* [Try it]:
Only one stretch of the data below is wanted: the lines starting at the one with "be constructed in" and ending at the one with "id used when none is configured.", both included, given again exactly.

* [Exercise materials]:
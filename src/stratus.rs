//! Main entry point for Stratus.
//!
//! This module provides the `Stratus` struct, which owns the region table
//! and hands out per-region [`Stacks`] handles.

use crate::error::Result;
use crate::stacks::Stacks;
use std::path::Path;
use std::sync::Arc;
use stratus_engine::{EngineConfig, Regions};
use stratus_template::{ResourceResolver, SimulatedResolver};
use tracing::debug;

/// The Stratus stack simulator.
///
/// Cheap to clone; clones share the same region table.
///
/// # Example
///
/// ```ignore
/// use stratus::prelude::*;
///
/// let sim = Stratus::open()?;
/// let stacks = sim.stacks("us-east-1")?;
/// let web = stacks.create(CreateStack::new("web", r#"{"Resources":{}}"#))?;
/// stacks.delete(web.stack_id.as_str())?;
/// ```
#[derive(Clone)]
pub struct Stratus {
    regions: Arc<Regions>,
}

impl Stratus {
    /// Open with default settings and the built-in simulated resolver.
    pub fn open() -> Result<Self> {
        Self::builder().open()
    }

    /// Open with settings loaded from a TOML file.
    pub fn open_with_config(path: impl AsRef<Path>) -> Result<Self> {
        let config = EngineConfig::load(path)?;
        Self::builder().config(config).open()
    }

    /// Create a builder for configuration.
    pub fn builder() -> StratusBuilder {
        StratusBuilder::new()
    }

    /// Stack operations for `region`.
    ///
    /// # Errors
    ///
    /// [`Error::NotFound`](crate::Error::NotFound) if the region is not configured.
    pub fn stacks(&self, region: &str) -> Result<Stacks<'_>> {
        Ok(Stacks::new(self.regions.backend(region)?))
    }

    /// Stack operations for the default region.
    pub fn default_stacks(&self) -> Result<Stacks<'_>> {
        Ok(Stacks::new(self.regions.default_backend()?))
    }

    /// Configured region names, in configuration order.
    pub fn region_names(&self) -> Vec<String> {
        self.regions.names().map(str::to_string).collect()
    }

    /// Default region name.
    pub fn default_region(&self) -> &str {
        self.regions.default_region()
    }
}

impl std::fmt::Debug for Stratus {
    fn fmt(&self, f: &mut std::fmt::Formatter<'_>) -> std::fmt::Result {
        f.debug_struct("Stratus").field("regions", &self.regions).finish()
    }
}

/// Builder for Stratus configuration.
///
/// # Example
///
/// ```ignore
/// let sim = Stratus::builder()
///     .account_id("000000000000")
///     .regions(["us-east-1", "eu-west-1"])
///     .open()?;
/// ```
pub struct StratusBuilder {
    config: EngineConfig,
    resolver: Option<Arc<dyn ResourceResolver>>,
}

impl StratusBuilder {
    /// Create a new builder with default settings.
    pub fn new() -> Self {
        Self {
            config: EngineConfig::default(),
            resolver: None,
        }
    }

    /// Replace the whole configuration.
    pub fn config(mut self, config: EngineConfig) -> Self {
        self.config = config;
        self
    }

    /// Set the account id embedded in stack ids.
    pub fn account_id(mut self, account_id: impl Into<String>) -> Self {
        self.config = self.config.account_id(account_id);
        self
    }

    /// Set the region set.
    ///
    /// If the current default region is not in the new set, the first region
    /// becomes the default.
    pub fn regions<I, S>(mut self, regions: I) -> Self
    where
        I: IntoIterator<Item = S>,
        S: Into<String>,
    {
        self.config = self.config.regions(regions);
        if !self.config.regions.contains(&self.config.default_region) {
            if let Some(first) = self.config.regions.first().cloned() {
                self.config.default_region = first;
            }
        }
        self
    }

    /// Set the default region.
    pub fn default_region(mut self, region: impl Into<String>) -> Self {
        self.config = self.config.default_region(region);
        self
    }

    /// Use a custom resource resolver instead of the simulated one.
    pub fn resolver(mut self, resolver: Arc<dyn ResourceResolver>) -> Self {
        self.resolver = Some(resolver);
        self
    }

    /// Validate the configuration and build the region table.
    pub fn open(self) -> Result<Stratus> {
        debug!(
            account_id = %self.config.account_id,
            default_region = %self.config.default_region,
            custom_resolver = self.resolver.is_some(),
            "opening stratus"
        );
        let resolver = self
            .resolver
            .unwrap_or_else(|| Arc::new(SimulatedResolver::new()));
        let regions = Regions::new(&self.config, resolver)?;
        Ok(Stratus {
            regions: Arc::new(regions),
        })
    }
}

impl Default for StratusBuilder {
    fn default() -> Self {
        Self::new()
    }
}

--

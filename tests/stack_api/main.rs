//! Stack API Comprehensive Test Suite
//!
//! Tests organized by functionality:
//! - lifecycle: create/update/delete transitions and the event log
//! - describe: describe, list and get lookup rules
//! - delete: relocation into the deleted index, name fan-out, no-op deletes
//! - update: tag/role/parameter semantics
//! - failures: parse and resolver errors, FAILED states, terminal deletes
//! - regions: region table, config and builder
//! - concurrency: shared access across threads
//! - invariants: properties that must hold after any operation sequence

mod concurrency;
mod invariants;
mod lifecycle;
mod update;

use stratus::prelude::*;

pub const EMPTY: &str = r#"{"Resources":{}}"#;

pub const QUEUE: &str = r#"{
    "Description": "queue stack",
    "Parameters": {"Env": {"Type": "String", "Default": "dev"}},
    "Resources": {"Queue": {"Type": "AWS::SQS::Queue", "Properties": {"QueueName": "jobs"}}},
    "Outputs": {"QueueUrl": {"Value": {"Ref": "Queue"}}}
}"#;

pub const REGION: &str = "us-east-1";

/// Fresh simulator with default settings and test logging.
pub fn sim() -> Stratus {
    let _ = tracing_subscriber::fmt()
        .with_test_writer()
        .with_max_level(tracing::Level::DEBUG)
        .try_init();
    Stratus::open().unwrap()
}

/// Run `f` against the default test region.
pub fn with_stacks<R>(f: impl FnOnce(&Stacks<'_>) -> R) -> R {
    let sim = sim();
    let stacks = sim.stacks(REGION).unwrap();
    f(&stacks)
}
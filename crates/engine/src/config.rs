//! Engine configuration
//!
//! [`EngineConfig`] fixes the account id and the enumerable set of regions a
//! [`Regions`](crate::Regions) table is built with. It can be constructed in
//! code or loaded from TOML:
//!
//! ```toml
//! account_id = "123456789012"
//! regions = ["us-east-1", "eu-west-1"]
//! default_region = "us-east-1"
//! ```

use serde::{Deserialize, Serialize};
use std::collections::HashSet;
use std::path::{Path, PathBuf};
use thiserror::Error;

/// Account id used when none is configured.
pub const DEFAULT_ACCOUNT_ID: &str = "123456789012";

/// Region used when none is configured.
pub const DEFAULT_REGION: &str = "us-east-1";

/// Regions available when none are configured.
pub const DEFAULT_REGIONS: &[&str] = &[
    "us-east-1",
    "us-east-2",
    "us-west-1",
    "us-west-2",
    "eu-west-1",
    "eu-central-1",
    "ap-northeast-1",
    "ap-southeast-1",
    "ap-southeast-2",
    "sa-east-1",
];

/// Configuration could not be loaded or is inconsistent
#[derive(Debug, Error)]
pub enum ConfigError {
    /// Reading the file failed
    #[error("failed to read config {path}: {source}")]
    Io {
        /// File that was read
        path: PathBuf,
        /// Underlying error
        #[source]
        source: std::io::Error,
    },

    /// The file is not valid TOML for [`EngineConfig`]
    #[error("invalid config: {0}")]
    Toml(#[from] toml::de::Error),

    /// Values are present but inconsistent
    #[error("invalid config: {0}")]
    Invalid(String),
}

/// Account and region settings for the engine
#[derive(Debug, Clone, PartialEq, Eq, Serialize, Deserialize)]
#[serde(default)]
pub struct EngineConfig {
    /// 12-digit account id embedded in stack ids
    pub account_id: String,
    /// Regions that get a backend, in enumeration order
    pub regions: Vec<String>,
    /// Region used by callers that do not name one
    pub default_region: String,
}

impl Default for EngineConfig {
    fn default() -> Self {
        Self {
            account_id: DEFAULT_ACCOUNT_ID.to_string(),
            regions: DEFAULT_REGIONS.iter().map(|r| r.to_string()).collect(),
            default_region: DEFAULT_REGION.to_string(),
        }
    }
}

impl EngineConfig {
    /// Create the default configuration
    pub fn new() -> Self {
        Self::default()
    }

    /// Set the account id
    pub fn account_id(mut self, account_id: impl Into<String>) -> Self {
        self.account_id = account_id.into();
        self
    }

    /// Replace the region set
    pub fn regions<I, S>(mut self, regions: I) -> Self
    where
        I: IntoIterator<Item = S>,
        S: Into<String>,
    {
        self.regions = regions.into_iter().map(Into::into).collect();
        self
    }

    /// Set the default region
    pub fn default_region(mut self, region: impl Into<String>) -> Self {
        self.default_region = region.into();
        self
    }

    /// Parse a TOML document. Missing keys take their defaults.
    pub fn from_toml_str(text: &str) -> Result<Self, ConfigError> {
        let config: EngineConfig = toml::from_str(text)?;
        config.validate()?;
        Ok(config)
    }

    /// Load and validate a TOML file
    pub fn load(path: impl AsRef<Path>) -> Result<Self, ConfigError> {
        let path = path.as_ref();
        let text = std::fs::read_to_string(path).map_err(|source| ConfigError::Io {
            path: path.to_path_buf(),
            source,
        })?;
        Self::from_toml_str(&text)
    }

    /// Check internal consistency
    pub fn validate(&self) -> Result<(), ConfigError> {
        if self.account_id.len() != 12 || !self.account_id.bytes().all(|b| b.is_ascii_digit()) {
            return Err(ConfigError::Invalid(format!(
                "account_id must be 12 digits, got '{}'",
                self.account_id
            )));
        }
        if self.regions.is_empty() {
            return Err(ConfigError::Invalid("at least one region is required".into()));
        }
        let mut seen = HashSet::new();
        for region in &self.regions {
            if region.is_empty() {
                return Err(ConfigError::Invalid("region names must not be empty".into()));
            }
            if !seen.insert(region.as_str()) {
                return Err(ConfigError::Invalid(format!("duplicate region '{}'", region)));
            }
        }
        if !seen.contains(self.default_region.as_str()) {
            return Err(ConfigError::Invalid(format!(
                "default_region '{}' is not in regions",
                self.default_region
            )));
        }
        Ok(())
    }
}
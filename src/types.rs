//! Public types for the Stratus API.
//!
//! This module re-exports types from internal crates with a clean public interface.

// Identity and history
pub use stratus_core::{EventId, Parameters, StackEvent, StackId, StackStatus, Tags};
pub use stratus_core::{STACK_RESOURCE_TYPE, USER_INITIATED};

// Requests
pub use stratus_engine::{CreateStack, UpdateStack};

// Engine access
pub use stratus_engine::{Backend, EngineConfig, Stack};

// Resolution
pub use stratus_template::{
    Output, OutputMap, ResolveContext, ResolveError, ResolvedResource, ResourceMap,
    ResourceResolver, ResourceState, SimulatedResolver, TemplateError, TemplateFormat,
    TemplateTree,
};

--

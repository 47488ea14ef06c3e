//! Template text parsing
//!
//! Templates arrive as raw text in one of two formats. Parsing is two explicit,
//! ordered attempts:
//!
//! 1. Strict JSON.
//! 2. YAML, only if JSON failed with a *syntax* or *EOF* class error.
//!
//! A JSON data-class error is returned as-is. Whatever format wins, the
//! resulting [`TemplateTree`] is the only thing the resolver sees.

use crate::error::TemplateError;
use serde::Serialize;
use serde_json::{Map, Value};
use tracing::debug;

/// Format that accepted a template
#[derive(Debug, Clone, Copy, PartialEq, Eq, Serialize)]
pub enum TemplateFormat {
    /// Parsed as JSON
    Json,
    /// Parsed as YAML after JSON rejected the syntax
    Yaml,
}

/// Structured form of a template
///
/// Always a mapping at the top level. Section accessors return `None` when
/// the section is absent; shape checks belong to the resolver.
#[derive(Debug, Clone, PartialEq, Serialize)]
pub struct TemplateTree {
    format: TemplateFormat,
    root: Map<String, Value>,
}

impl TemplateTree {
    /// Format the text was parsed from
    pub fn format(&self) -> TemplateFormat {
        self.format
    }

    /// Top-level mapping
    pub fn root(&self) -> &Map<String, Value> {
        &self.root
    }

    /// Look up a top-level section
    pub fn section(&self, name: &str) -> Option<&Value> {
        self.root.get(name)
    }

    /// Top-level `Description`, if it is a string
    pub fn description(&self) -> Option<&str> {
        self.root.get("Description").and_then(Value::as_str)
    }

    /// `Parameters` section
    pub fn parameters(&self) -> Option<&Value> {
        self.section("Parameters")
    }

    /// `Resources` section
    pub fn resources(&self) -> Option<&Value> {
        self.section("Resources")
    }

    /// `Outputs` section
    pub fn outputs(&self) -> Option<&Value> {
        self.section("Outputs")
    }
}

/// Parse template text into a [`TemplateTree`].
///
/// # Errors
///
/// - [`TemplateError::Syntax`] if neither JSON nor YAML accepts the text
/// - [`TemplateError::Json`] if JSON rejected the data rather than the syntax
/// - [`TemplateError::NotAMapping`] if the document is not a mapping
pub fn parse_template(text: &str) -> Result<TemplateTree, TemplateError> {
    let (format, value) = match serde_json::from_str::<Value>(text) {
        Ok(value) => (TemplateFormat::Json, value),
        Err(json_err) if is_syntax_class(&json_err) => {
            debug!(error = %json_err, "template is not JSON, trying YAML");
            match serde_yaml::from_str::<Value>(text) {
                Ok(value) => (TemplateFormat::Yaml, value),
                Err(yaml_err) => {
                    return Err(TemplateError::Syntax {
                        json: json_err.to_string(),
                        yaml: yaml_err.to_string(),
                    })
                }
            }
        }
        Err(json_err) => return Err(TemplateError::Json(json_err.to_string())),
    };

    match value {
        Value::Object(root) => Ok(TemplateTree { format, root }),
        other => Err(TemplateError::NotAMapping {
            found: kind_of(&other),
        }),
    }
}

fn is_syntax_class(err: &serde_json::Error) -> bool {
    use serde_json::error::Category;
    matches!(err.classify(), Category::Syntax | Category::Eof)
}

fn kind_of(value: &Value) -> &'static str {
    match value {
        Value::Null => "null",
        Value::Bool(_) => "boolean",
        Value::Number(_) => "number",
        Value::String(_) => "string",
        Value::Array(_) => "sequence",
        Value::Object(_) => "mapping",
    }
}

* [Solution to the exercise]:
//! [`Regions`](crate::Regions) table is built with. It can be constructed in
//! code or loaded from TOML:
//!
//! ```toml
//! account_id = "123456789012"
//! regions = ["us-east-1", "eu-west-1"]
//! default_region = "us-east-1"
//! ```

use serde::{Deserialize, Serialize};
use std::collections::HashSet;
use std::path::{Path, PathBuf};
use thiserror::Error;

/// Account id used when none is configured.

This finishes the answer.